▶ Exercise prompt:
Every line of the records that contains the string "derive" counts once; give the total and nothing else.

[Collected data]
********

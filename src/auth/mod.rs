use crate::state::AppState;
use axum::Router;

mod dto;
pub mod handlers;
pub mod repo;
pub mod services;

pub fn router() -> Router<AppState> {
    handlers::auth_routes()
}
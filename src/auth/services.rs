pub(crate) use crate::auth::dto::{Claims, JwtKeys};
use crate::config::JwtConfig;
use crate::error::ApiError;
use crate::state::AppState;
use argon2::{password_hash::SaltString, Argon2, PasswordHash, PasswordHasher, PasswordVerifier};
use axum::{
    async_trait,
    extract::{FromRef, FromRequestParts},
    http::request::Parts,
};
use jsonwebtoken::{decode, encode, DecodingKey, EncodingKey, Header, Validation};
use lazy_static::lazy_static;
use rand::rngs::OsRng;
use regex::Regex;
use time::{Duration as TimeDuration, OffsetDateTime};
use tracing::{debug, error, warn};
use uuid::Uuid;

pub(crate) fn is_valid_email(email: &str) -> bool {
    lazy_static! {
        static ref EMAIL_RE: Regex = Regex::new(r"^[^@\s]+@[^@\s]+\.[^@\s]+$").unwrap();
    }
    EMAIL_RE.is_match(email)
}

pub fn hash_password(plain: &str) -> anyhow::Result<String> {
    let salt = SaltString::generate(&mut OsRng);
    let argon2 = Argon2::default();
    let hash = argon2
        .hash_password(plain.as_bytes(), &salt)
        .map_err(|e| {
            error!(error = %e, "argon2 hash_password error");
            anyhow::anyhow!(e.to_string())
        })?
        .to_string();
    Ok(hash)
}

pub fn verify_password(plain: &str, hash: &str) -> anyhow::Result<bool> {
    let parsed = PasswordHash::new(hash).map_err(|e| {
        error!(error = %e, "argon2 parse hash error");
        anyhow::anyhow!(e.to_string())
    })?;
    Ok(Argon2::default()
        .verify_password(plain.as_bytes(), &parsed)
        .is_ok())
}

impl FromRef<AppState> for JwtKeys {
    fn from_ref(state: &AppState) -> Self {
        let JwtConfig {
            secret,
            issuer,
            audience,
            ttl_days,
        } = state.config.jwt.clone();
        Self {
            encoding: EncodingKey::from_secret(secret.as_bytes()),
            decoding: DecodingKey::from_secret(secret.as_bytes()),
            issuer,
            audience,
            ttl_days,
        }
    }
}

impl JwtKeys {
    pub fn sign(&self, user_id: Uuid, email: &str) -> anyhow::Result<String> {
        let now = OffsetDateTime::now_utc();
        let exp = now + TimeDuration::days(self.ttl_days);
        let claims = Claims {
            user_id,
            email: email.to_owned(),
            iat: now.unix_timestamp() as usize,
            exp: exp.unix_timestamp() as usize,
            iss: self.issuer.clone(),
            aud: self.audience.clone(),
        };
        let token = encode(&Header::default(), &claims, &self.encoding)?;
        debug!(user_id = %user_id, "jwt signed");
        Ok(token)
    }

    pub fn verify(&self, token: &str) -> anyhow::Result<Claims> {
        let mut validation = Validation::default();
        validation.set_audience(std::slice::from_ref(&self.audience));
        validation.set_issuer(std::slice::from_ref(&self.issuer));
        let data = decode::<Claims>(token, &self.decoding, &validation)?;
        debug!(user_id = %data.claims.user_id, "jwt verified");
        Ok(data.claims)
    }
}

/// The authenticated principal attached to a request once the bearer token
/// checks out. Protected handlers take this as an argument, so a request with
/// a missing or invalid credential never reaches a handler body.
#[derive(Debug, Clone)]
pub struct AuthUser {
    pub user_id: Uuid,
    pub email: String,
}

#[async_trait]
impl<S> FromRequestParts<S> for AuthUser
where
    S: Send + Sync,
    JwtKeys: FromRef<S>,
{
    type Rejection = ApiError;

    async fn from_request_parts(parts: &mut Parts, state: &S) -> Result<Self, Self::Rejection> {
        let keys = JwtKeys::from_ref(state);
        let auth_header = parts
            .headers
            .get(axum::http::header::AUTHORIZATION)
            .and_then(|v| v.to_str().ok())
            .ok_or_else(|| ApiError::unauthorized("No token, authorization denied"))?;

        let token = auth_header
            .strip_prefix("Bearer ")
            .ok_or_else(|| ApiError::unauthorized("Token is not valid"))?;

        let claims = match keys.verify(token) {
            Ok(c) => c,
            Err(_) => {
                warn!("invalid or expired token");
                return Err(ApiError::unauthorized("Token is not valid"));
            }
        };

        Ok(AuthUser {
            user_id: claims.user_id,
            email: claims.email,
        })
    }
}

#[cfg(test)]
mod password_tests {
    use super::*;

    #[test]
    fn hash_and_verify_roundtrip() {
        let password = "Secur3P@ssw0rd!";
        let hash = hash_password(password).expect("hashing should succeed");
        assert!(verify_password(password, &hash).expect("verify should succeed"));
    }

    #[test]
    fn verify_rejects_wrong_password() {
        let password = "correct-horse-battery-staple";
        let hash = hash_password(password).expect("hashing should succeed");
        assert!(!verify_password("wrong-password", &hash).expect("verify should not error"));
    }

    #[test]
    fn verify_errors_on_malformed_hash() {
        let err = verify_password("anything", "not-a-valid-hash").unwrap_err();
        assert!(!err.to_string().is_empty());
    }
}

#[cfg(test)]
mod jwt_tests {
    use super::*;

    fn make_keys() -> JwtKeys {
        let state = AppState::fake();
        JwtKeys::from_ref(&state)
    }

    #[tokio::test]
    async fn sign_and_verify_preserves_the_principal() {
        let keys = make_keys();
        let user_id = Uuid::new_v4();
        let token = keys.sign(user_id, "alice@example.com").expect("sign");
        let claims = keys.verify(&token).expect("verify token");
        assert_eq!(claims.user_id, user_id);
        assert_eq!(claims.email, "alice@example.com");
        assert_eq!(claims.iss, "test-issuer");
        assert_eq!(claims.aud, "test-aud");
    }

    #[tokio::test]
    async fn verify_rejects_garbage_tokens() {
        let keys = make_keys();
        assert!(keys.verify("not-a-token").is_err());
    }

    #[tokio::test]
    async fn verify_rejects_wrong_issuer_or_audience() {
        let keys = make_keys();
        let mut other = make_keys();
        other.issuer = "someone-else".into();
        let token = other.sign(Uuid::new_v4(), "bob@example.com").expect("sign");
        assert!(keys.verify(&token).is_err());
    }

    #[test]
    fn emails_validate_with_the_shared_regex() {
        assert!(is_valid_email("user@example.com"));
        assert!(!is_valid_email("not-an-email"));
        assert!(!is_valid_email("spaces in@example.com"));
    }
}
use jsonwebtoken::{DecodingKey, EncodingKey};
use serde::{Deserialize, Serialize};
use time::OffsetDateTime;
use uuid::Uuid;

/// JWT claims: the principal (user id + email) plus the standard fields.
#[derive(Debug, Serialize, Deserialize, Clone)]
#[serde(rename_all = "camelCase")]
pub struct Claims {
    pub user_id: Uuid,
    pub email: String,
    pub exp: usize,
    pub iat: usize,
    pub iss: String,
    pub aud: String,
}

/// JWT signing and verification keys with config data.
#[derive(Clone)]
pub struct JwtKeys {
    pub encoding: EncodingKey,
    pub decoding: DecodingKey,
    pub issuer: String,
    pub audience: String,
    pub ttl_days: i64,
}

/// Request body for user registration.
#[derive(Debug, Deserialize)]
#[serde(rename_all = "camelCase")]
pub struct RegisterRequest {
    #[serde(default)]
    pub email: String,
    #[serde(default)]
    pub password: String,
    #[serde(default)]
    pub first_name: String,
    #[serde(default)]
    pub last_name: String,
}

/// Request body for login.
#[derive(Debug, Deserialize)]
pub struct LoginRequest {
    #[serde(default)]
    pub email: String,
    #[serde(default)]
    pub password: String,
}

/// Response returned after register or login.
#[derive(Debug, Serialize)]
#[serde(rename_all = "camelCase")]
pub struct AuthResponse {
    pub id: Uuid,
    pub email: String,
    pub first_name: String,
    pub last_name: String,
    pub token: String,
}

/// The current user, without the password hash.
#[derive(Debug, Serialize)]
#[serde(rename_all = "camelCase")]
pub struct ProfileResponse {
    pub id: Uuid,
    pub email: String,
    pub first_name: String,
    pub last_name: String,
    #[serde(with = "time::serde::rfc3339")]
    pub created_at: OffsetDateTime,
    #[serde(with = "time::serde::rfc3339")]
    pub updated_at: OffsetDateTime,
}
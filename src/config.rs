use serde::Deserialize;

#[derive(Debug, Clone, Deserialize)]
pub struct JwtConfig {
    pub secret: String,
    pub issuer: String,
    pub audience: String,
    pub ttl_days: i64,
}

#[derive(Debug, Clone, Deserialize)]
pub struct AppConfig {
    pub database_url: String,
    pub redis_url: String,
    pub jwt: JwtConfig,
}

impl AppConfig {
    pub fn from_env() -> anyhow::Result<Self> {
        let database_url = std::env::var("DATABASE_URL")?;
        let redis_url =
            std::env::var("REDIS_URL").unwrap_or_else(|_| "redis://localhost:6379".into());
        let jwt = JwtConfig {
            secret: std::env::var("JWT_SECRET")?,
            issuer: std::env::var("JWT_ISSUER").unwrap_or_else(|_| "estatehub".into()),
            audience: std::env::var("JWT_AUDIENCE").unwrap_or_else(|_| "estatehub-clients".into()),
            ttl_days: std::env::var("JWT_TTL_DAYS")
                .ok()
                .and_then(|v| v.parse::<i64>().ok())
                .unwrap_or(30),
        };
        Ok(Self {
            database_url,
            redis_url,
            jwt,
        })
    }
}
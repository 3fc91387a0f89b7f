use serde::{Deserialize, Serialize};
use sqlx::{FromRow, PgPool};
use time::OffsetDateTime;
use uuid::Uuid;

#[derive(Debug, Clone, Serialize, Deserialize, FromRow)]
pub struct User {
    pub id: Uuid,
    pub email: String,
    #[serde(skip_serializing)]
    pub password_hash: String,
    pub first_name: String,
    pub last_name: String,
    pub created_at: OffsetDateTime,
    pub updated_at: OffsetDateTime,
}

impl User {
    /// Find a user by (lowercased) email.
    pub async fn find_by_email(db: &PgPool, email: &str) -> anyhow::Result<Option<User>> {
        let user = sqlx::query_as::<_, User>(
            r#"
            SELECT id, email, password_hash, first_name, last_name, created_at, updated_at
            FROM users
            WHERE email = $1
            "#,
        )
        .bind(email)
        .fetch_optional(db)
        .await?;
        Ok(user)
    }

    pub async fn find_by_id(db: &PgPool, id: Uuid) -> anyhow::Result<Option<User>> {
        let user = sqlx::query_as::<_, User>(
            r#"
            SELECT id, email, password_hash, first_name, last_name, created_at, updated_at
            FROM users
            WHERE id = $1
            "#,
        )
        .bind(id)
        .fetch_optional(db)
        .await?;
        Ok(user)
    }

    /// Create a new user with an already-hashed password.
    pub async fn create(
        db: &PgPool,
        email: &str,
        password_hash: &str,
        first_name: &str,
        last_name: &str,
    ) -> anyhow::Result<User> {
        let user = sqlx::query_as::<_, User>(
            r#"
            INSERT INTO users (email, password_hash, first_name, last_name)
            VALUES ($1, $2, $3, $4)
            RETURNING id, email, password_hash, first_name, last_name, created_at, updated_at
            "#,
        )
        .bind(email)
        .bind(password_hash)
        .bind(first_name)
        .bind(last_name)
        .fetch_one(db)
        .await?;
        Ok(user)
    }
}
//! Translates the flat listing query parameters into a typed filter and from
//! there into SQL predicates.
//!
//! Every recognized parameter contributes exactly one predicate; anything
//! absent from the request constrains nothing. Malformed numeric values are
//! rejected up front with the offending field named, never coerced.

use std::collections::HashMap;

use sqlx::{Postgres, QueryBuilder};

use crate::error::{ApiError, FieldError};

#[derive(Debug, Clone, Default, PartialEq)]
pub struct PropertyFilter {
    pub property_type: Option<String>,
    pub state: Option<String>,
    pub city: Option<String>,
    pub furnished: Option<String>,
    pub listed_by: Option<String>,
    pub listing_type: Option<String>,
    pub min_price: Option<f64>,
    pub max_price: Option<f64>,
    pub min_bedrooms: Option<i32>,
    pub max_bedrooms: Option<i32>,
    pub min_bathrooms: Option<i32>,
    pub max_bathrooms: Option<i32>,
    pub min_rating: Option<f64>,
    pub is_verified: Option<bool>,
    pub amenities: Vec<String>,
    pub tags: Vec<String>,
}

impl PropertyFilter {
    pub fn from_query(params: &HashMap<String, String>) -> Result<Self, ApiError> {
        let mut errors = Vec::new();

        let filter = Self {
            property_type: text(params, "type"),
            state: text(params, "state"),
            city: text(params, "city"),
            furnished: text(params, "furnished"),
            listed_by: text(params, "listedBy"),
            listing_type: text(params, "listingType"),
            min_price: float(params, "minPrice", &mut errors),
            max_price: float(params, "maxPrice", &mut errors),
            min_bedrooms: int(params, "minBedrooms", &mut errors),
            max_bedrooms: int(params, "maxBedrooms", &mut errors),
            min_bathrooms: int(params, "minBathrooms", &mut errors),
            max_bathrooms: int(params, "maxBathrooms", &mut errors),
            min_rating: float(params, "minRating", &mut errors),
            is_verified: text(params, "isVerified").map(|v| v == "true"),
            amenities: list(params, "amenities"),
            tags: list(params, "tags"),
        };

        if !errors.is_empty() {
            return Err(ApiError::validation(errors));
        }
        Ok(filter)
    }

    /// Append `AND ...` predicates for every set field. The caller's query
    /// must already contain a `WHERE` clause to extend (e.g. `WHERE 1=1`).
    pub fn push_predicates<'args>(&'args self, qb: &mut QueryBuilder<'args, Postgres>) {
        if let Some(v) = &self.property_type {
            qb.push(" AND property_type = ").push_bind(v);
        }
        if let Some(v) = &self.state {
            qb.push(" AND state = ").push_bind(v);
        }
        if let Some(v) = &self.city {
            qb.push(" AND city = ").push_bind(v);
        }
        if let Some(v) = &self.furnished {
            qb.push(" AND furnished = ").push_bind(v);
        }
        if let Some(v) = &self.listed_by {
            qb.push(" AND listed_by = ").push_bind(v);
        }
        if let Some(v) = &self.listing_type {
            qb.push(" AND listing_type = ").push_bind(v);
        }
        if let Some(v) = self.min_price {
            qb.push(" AND price >= ").push_bind(v);
        }
        if let Some(v) = self.max_price {
            qb.push(" AND price <= ").push_bind(v);
        }
        if let Some(v) = self.min_bedrooms {
            qb.push(" AND bedrooms >= ").push_bind(v);
        }
        if let Some(v) = self.max_bedrooms {
            qb.push(" AND bedrooms <= ").push_bind(v);
        }
        if let Some(v) = self.min_bathrooms {
            qb.push(" AND bathrooms >= ").push_bind(v);
        }
        if let Some(v) = self.max_bathrooms {
            qb.push(" AND bathrooms <= ").push_bind(v);
        }
        if let Some(v) = self.min_rating {
            qb.push(" AND rating >= ").push_bind(v);
        }
        if let Some(v) = self.is_verified {
            qb.push(" AND is_verified = ").push_bind(v);
        }
        // Every listed item must appear as a delimited token in the stored
        // pipe-separated field.
        for item in &self.amenities {
            qb.push(" AND amenities ~* ").push_bind(token_pattern(item));
        }
        for item in &self.tags {
            qb.push(" AND tags ~* ").push_bind(token_pattern(item));
        }
    }
}

/// Regex requiring `item` to appear bounded by pipes or string edges within a
/// pipe-delimited field. User input is escaped, so metacharacters match
/// literally.
fn token_pattern(item: &str) -> String {
    format!(r"(^|\|){}(\||$)", regex::escape(item))
}

fn text(params: &HashMap<String, String>, key: &str) -> Option<String> {
    params.get(key).filter(|v| !v.is_empty()).cloned()
}

fn list(params: &HashMap<String, String>, key: &str) -> Vec<String> {
    match params.get(key).filter(|v| !v.is_empty()) {
        Some(raw) => raw
            .split(',')
            .filter(|item| !item.is_empty())
            .map(str::to_owned)
            .collect(),
        None => Vec::new(),
    }
}

fn float(
    params: &HashMap<String, String>,
    key: &str,
    errors: &mut Vec<FieldError>,
) -> Option<f64> {
    let raw = params.get(key).filter(|v| !v.is_empty())?;
    match raw.parse::<f64>() {
        Ok(v) => Some(v),
        Err(_) => {
            errors.push(FieldError::new(key, "must be a number"));
            None
        }
    }
}

fn int(params: &HashMap<String, String>, key: &str, errors: &mut Vec<FieldError>) -> Option<i32> {
    let raw = params.get(key).filter(|v| !v.is_empty())?;
    match raw.parse::<i32>() {
        Ok(v) => Some(v),
        Err(_) => {
            errors.push(FieldError::new(key, "must be an integer"));
            None
        }
    }
}

#[cfg(test)]
mod tests {
    use super::*;

    fn params(pairs: &[(&str, &str)]) -> HashMap<String, String> {
        pairs
            .iter()
            .map(|(k, v)| (k.to_string(), v.to_string()))
            .collect()
    }

    #[test]
    fn empty_query_builds_an_empty_filter() {
        let filter = PropertyFilter::from_query(&HashMap::new()).unwrap();
        assert_eq!(filter, PropertyFilter::default());
    }

    #[test]
    fn every_recognized_parameter_is_mapped() {
        let filter = PropertyFilter::from_query(&params(&[
            ("type", "Apartment"),
            ("state", "Karnataka"),
            ("city", "Bangalore"),
            ("furnished", "Semi"),
            ("listedBy", "Owner"),
            ("listingType", "rent"),
            ("minPrice", "1000"),
            ("maxPrice", "2500.5"),
            ("minBedrooms", "2"),
            ("maxBedrooms", "4"),
            ("minBathrooms", "1"),
            ("maxBathrooms", "3"),
            ("minRating", "3.5"),
            ("isVerified", "true"),
            ("amenities", "lift,gym"),
            ("tags", "gated-community"),
        ]))
        .unwrap();

        assert_eq!(filter.property_type.as_deref(), Some("Apartment"));
        assert_eq!(filter.state.as_deref(), Some("Karnataka"));
        assert_eq!(filter.city.as_deref(), Some("Bangalore"));
        assert_eq!(filter.furnished.as_deref(), Some("Semi"));
        assert_eq!(filter.listed_by.as_deref(), Some("Owner"));
        assert_eq!(filter.listing_type.as_deref(), Some("rent"));
        assert_eq!(filter.min_price, Some(1000.0));
        assert_eq!(filter.max_price, Some(2500.5));
        assert_eq!(filter.min_bedrooms, Some(2));
        assert_eq!(filter.max_bedrooms, Some(4));
        assert_eq!(filter.min_bathrooms, Some(1));
        assert_eq!(filter.max_bathrooms, Some(3));
        assert_eq!(filter.min_rating, Some(3.5));
        assert_eq!(filter.is_verified, Some(true));
        assert_eq!(filter.amenities, vec!["lift", "gym"]);
        assert_eq!(filter.tags, vec!["gated-community"]);
    }

    #[test]
    fn is_verified_is_true_only_for_the_literal_string() {
        let filter = PropertyFilter::from_query(&params(&[("isVerified", "yes")])).unwrap();
        assert_eq!(filter.is_verified, Some(false));

        let filter = PropertyFilter::from_query(&HashMap::new()).unwrap();
        assert_eq!(filter.is_verified, None);
    }

    #[test]
    fn malformed_numbers_are_rejected_with_the_field_named() {
        let err = PropertyFilter::from_query(&params(&[
            ("minPrice", "abc"),
            ("maxBedrooms", "many"),
        ]))
        .unwrap_err();

        match err {
            ApiError::Validation(errors) => {
                let fields: Vec<_> = errors.iter().map(|e| e.field.as_str()).collect();
                assert!(fields.contains(&"minPrice"));
                assert!(fields.contains(&"maxBedrooms"));
            }
            other => panic!("expected validation error, got {other:?}"),
        }
    }

    #[test]
    fn empty_values_constrain_nothing() {
        let filter =
            PropertyFilter::from_query(&params(&[("minPrice", ""), ("type", "")])).unwrap();
        assert_eq!(filter, PropertyFilter::default());
    }

    #[test]
    fn token_patterns_bound_items_with_pipes() {
        assert_eq!(token_pattern("gym"), r"(^|\|)gym(\||$)");
        // Metacharacters in user input match literally.
        assert_eq!(token_pattern("a+b"), r"(^|\|)a\+b(\||$)");

        let re = regex::RegexBuilder::new(&token_pattern("gym"))
            .case_insensitive(true)
            .build()
            .unwrap();
        assert!(re.is_match("pool|GYM|lift"));
        assert!(re.is_match("gym"));
        assert!(!re.is_match("mini-gymnasium"));
    }

    #[test]
    fn predicates_cover_only_the_set_fields() {
        let filter = PropertyFilter {
            min_price: Some(100.0),
            max_price: Some(200.0),
            amenities: vec!["gym".into()],
            ..Default::default()
        };
        let mut qb = QueryBuilder::<Postgres>::new("SELECT * FROM properties WHERE 1=1");
        filter.push_predicates(&mut qb);
        let sql = qb.sql();
        assert!(sql.contains("price >= $1"));
        assert!(sql.contains("price <= $2"));
        assert!(sql.contains("amenities ~* $3"));
        assert!(!sql.contains("bedrooms"));
        assert!(!sql.contains("is_verified"));
    }
}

********

▶ Answer to the exercise:
11